Historical impressions of rapid urbanisation around specialised mining and manufacturing industries as well as the subsequent decentralised, monofunctional, segregated and unequal spatial policies and practices of the apartheid regime are significantly embedded in the development patterns of many established South African urban contexts. These urban development characteristics, premised on racial othering, resulted in unequal resource distribution that currently inhibits inclusive and sustainable development. In this post-apartheid South Africa, many previously white-only areas experienced de-gentrification as the previously disadvantaged non-white residents migrated closer to economic centres. However, many of these disadvantaged residents did not receive or complete a recognized education limiting their employment access into the surrounding specialised industries. Consequently, this forced them to establish informal enterprises or enter employment as unskilled labour. For this design project, ‘urban infrastructure and inequality’ is the topic of investigation into Boksburg’s CBD. This region of study is reflective of past injustices, associated with racial segregation, and the unequal distribution of urban infrastructure. Moreover, its past spatial planning has brought about a decentralised economy and comprises of many monofunctional facilities resulting in an urban fabric that is ineffective in the provision of the community’s socio-economic needs. A current gap in the Boksburg CBD urban fabric is the limited opportunity for community gathering, recreational spaces, and cultural programmes. In addition, educational programmes that target the mature demographic of Boksburg to acquire the necessary skills and knowledge to run a business or further their trade within the area is also explored. From this background understanding the design question of “how can the interconnection of separate systems of Boksburg's post-industrial economy, education infrastructure, and nature, provide a sustainable and resilient node to rehabilitate and revitalise the marginalised community and enable a right to the city?” is derived.

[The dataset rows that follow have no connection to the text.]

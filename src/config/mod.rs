//! Configuration management subsystem.
//!
//! # Data Flow
//! ```text
//! defaults (schema.rs)
//!     → optional TOML file (loader.rs)
//!     → CLI overrides (main.rs)
//!     → validation.rs (semantic checks)
//!     → ProxyConfig (validated, immutable for the process lifetime)
//! ```
//!
//! # Design Decisions
//! - All fields have defaults to allow minimal configs
//! - Validation separates syntactic (serde) from semantic checks

pub mod loader;
pub mod schema;
pub mod validation;

pub use loader::ConfigError;
pub use schema::{BackendConfig, ListenerConfig, ObservabilityConfig, ProxyConfig, TimeoutConfig};
pub use validation::{parse_backend_authority, validate_config, ValidationError};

The aims of this design intervention are to centralise and network with the recreational, economic and transport functions of Boksburg’s CBD, to provide a richer, more meaningful, sensitive, exciting, and connected context.  An architectural intervention at the Boksburg bus depot aims to relocate the bus depot and to transform and repurpose the deteriorating site into a centralised hub of socio-economic and educational exchange. Inspired by the function of an artisanal and lifestyle centre, the project utilises and adapts the existing infrastructures of the bus depot into a walkable urban environment that comprises of a mixed-use community of retail, restaurants, and entertainment, to facilitate a live-work-play lifestyle and to provide and promote an improved quality of life for the residents and dwellers of the Boksburg CBD precinct. Where lifestyle centres usually provide and concentrate high-end socio-economic amenities to an area, this project aims to utilise, integrate, and activate critical urban systems of Boksburg CBD to provide a designed environment that accommodates the unemployed, unskilled, and previously disadvantaged user through key skill development programmes. The project provides the necessary skills and knowledge transfer for trade and business operations through programmes relevant to the Boksburg context. In this space, dwellers within the Boksburg community can experience a place of culture that furthers the community’s sense of identity, pride, and place. The overall success of the project is intended to contribute to neighbourhood revitalisation, improved consumer confidence, increase private investment and municipal revenue. Furthermore, through this urban intervention the users become an active participant with access to opportunities that contribute to and shape the Boksburg fabric and its processes. This provides the user with the right to the city. The area of design resolution, derived from the urban interconnectivity between the relevant topics of nature, recreation, economy, and education, is focussed on food systems which include water collection, seeding, nurturing, harvesting, food production and marketing.